### [Assigned task]
Look through the lines below and extract each one that contains "AppConfig".
++++
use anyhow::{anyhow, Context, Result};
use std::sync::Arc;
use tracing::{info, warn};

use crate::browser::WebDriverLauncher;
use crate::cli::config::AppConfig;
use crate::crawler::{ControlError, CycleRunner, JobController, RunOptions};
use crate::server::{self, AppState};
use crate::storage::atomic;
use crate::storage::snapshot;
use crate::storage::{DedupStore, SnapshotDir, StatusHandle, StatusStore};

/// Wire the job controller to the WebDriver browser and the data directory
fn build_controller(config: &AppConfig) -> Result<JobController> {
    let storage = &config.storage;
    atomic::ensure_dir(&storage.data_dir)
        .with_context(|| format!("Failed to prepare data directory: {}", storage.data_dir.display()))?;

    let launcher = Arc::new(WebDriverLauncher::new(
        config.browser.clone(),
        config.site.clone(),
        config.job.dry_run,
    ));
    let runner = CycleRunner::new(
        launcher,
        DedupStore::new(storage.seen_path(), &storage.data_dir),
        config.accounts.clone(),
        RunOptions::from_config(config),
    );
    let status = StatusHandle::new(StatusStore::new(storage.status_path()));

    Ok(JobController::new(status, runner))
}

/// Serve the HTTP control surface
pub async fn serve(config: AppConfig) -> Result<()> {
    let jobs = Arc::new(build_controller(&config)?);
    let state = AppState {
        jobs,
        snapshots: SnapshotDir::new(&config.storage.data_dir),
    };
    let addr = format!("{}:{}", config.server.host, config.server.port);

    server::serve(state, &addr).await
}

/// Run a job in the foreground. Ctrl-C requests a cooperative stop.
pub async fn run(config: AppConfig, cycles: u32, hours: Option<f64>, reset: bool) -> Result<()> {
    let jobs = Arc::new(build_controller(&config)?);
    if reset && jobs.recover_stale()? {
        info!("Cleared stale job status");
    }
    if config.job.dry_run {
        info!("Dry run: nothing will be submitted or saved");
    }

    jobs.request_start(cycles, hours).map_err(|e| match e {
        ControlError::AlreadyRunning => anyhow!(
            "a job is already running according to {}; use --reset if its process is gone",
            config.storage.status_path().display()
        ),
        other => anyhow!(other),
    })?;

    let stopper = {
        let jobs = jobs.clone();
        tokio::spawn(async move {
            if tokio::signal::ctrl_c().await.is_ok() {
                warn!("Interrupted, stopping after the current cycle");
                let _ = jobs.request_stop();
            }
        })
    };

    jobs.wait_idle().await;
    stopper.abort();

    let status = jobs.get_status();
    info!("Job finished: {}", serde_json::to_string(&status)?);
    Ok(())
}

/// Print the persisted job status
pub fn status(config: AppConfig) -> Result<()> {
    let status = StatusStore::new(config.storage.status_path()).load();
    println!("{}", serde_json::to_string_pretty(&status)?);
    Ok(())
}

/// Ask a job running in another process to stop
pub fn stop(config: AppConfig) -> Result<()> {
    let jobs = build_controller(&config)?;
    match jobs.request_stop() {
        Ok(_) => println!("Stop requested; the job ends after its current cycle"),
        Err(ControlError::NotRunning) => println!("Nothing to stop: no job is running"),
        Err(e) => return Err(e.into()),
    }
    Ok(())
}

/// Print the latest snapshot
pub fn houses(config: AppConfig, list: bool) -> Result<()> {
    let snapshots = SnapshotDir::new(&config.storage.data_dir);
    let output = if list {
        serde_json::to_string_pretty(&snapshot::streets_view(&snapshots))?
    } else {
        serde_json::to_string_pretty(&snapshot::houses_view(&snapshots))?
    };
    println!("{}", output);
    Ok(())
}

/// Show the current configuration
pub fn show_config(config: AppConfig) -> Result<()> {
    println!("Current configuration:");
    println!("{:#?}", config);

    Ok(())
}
++++
### [Written answer]
use crate::cli::config::AppConfig;
fn build_controller(config: &AppConfig) -> Result<JobController> {
pub async fn serve(config: AppConfig) -> Result<()> {
pub async fn run(config: AppConfig, cycles: u32, hours: Option<f64>, reset: bool) -> Result<()> {
pub fn status(config: AppConfig) -> Result<()> {
pub fn stop(config: AppConfig) -> Result<()> {
pub fn houses(config: AppConfig, list: bool) -> Result<()> {
pub fn show_config(config: AppConfig) -> Result<()> {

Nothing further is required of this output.